Somos herederos de Dios

Hay dos tipos de herencias. En primer lugar es la herencia que recibimos en la muerte de un ser querido. De acuerdo a su voluntad en vida podemos heredar dinero, muebles, inmuebles, etc. Estos son los beneficios de esta herencia. Salmo 103: 2-5 describe los beneficios de nuestra herencia cuando Jesús murió por nosotros:

“Alaba, alma mía, al Señor, y no olvides ninguno de sus beneficios. Él perdona todos tus pecados y sana todas tus dolencias; él rescata tu vida del sepulcro y te cubre de amor y compasión; él colma de bienes tu vida y te rejuvenece como a las águilas. Qué grandes beneficios! Jesús murió y que recibió una herencia. Y al contrario que con un patrimonio natural, Jesús se levantó de los muertos para velar por que su voluntad se lleva a cabo en nuestras vidas.”

Hay un segundo tipo de herencia. Esto es lo que recibimos de nuestros padres cuando nacemos. Podemos heredar sus ojos, oídos, pelo, nariz, etc. Heredamos su origen y ascendencia. Desarrollamos su forma de pensar y actuar a través de nuestro contacto con ellos.

Ahora que hemos nacido en una nueva familia tenemos una nueva herencia. Nuestros ancestros ya no son sólo nuestros antepasados terrestres. Nuestra ascendencia es el mismo Dios. Él es nuestra raíz. Hemos nacido en su familia. Él es nuestra herencia y hemos recibido su naturaleza, su ADN.
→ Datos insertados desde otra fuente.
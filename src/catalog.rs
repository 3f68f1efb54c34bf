// =============================================================================
// Symbol Catalog — tradable-universe selection
// =============================================================================
//
// Pulls the full instrument list once at startup, keeps actively trading
// symbols quoted in the configured asset, ranks household names to the top
// and truncates to the configured universe size. The scan cycle then works
// against this fixed universe until restart.
// =============================================================================

use std::cmp::Ordering;

use tracing::info;

use crate::binance::FuturesClient;
use crate::error::CatalogError;
use crate::types::SymbolInfo;

/// Bases promoted to the head of the universe, in display order.
const POPULAR_BASES: [&str; 13] = [
    "BTC", "ETH", "BNB", "ADA", "XRP", "SOL", "DOT", "AVAX", "MATIC", "LINK", "LTC", "UNI",
    "ATOM",
];

/// Fetch, filter, rank and truncate the tracked universe.
///
/// Fails when the exchange is unreachable or nothing survives the filter;
/// both are fatal to startup since there would be nothing to scan.
pub async fn load_universe(
    client: &FuturesClient,
    quote_asset: &str,
    universe_size: usize,
) -> Result<Vec<SymbolInfo>, CatalogError> {
    let all = client.exchange_info().await?;
    let total = all.len();

    let universe = filter_and_rank(all, quote_asset, universe_size);
    if universe.is_empty() {
        return Err(CatalogError::NoSymbols);
    }

    info!(
        listed = total,
        tracked = universe.len(),
        quote_asset,
        "symbol universe loaded"
    );
    Ok(universe)
}

/// Pure selection step: TRADING status + quote filter, popularity order,
/// size cap.
pub fn filter_and_rank(
    all: Vec<SymbolInfo>,
    quote_asset: &str,
    universe_size: usize,
) -> Vec<SymbolInfo> {
    let mut tradable: Vec<SymbolInfo> = all
        .into_iter()
        .filter(|s| s.status == "TRADING" && s.quote_asset == quote_asset)
        .collect();

    tradable.sort_by(compare_popularity);
    tradable.truncate(universe_size);
    tradable
}

fn popularity_index(base_asset: &str) -> Option<usize> {
    POPULAR_BASES.iter().position(|&b| b == base_asset)
}

/// Both popular: list order. One popular: it wins. Neither: alphabetical
/// by full symbol.
fn compare_popularity(a: &SymbolInfo, b: &SymbolInfo) -> Ordering {
    match (popularity_index(&a.base_asset), popularity_index(&b.base_asset)) {
        (Some(x), Some(y)) => x.cmp(&y),
        (Some(_), None) => Ordering::Less,
        (None, Some(_)) => Ordering::Greater,
        (None, None) => a.symbol.cmp(&b.symbol),
    }
}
Cuanto más estamos en contacto con él, más nuestro pensamiento y actitud se asemejarán a Él. Hemos entrado en una nueva clase de personas. Ahora somos una parte de una nación santa - una nueva nación de personas nacidas de la sangre de Jesús. Primera de Pedro 2: 9 dice: " Pero ustedes son linaje escogido, real sacerdocio, nación santa, pueblo que pertenece a Dios, para que proclamen las obras maravillosas de aquel que los llamó de las tinieblas a su luz admirable." (NVI) .

Cuanto más vivamos esta realidad, más vamos a vivir como verdaderos herederos de Dios. Cualquier problema físico que podríamos haber heredado de nuestra familia natural ya no tienen autoridad en nuestros cuerpos. Y ahora poseemos la naturaleza de esta nueva familia.

Salud divina se transmite de nuestro Padre Celestial. Su naturaleza superabundante puede superar cualquier deformidad física o mal funcionamiento que pudieran haber sido transmitido a través de nuestras familias naturales. El poder de Dios es más que suficiente, ese poder que está habitando dentro de nosotros.

Haz tuyo este concepto de tu Padre Celestial. Él nos está sosteniendo desde atrás nuestro. "No temas, pequeño rebaño, porque es la buena voluntad del Padre darles el reino" (Lucas 12:32).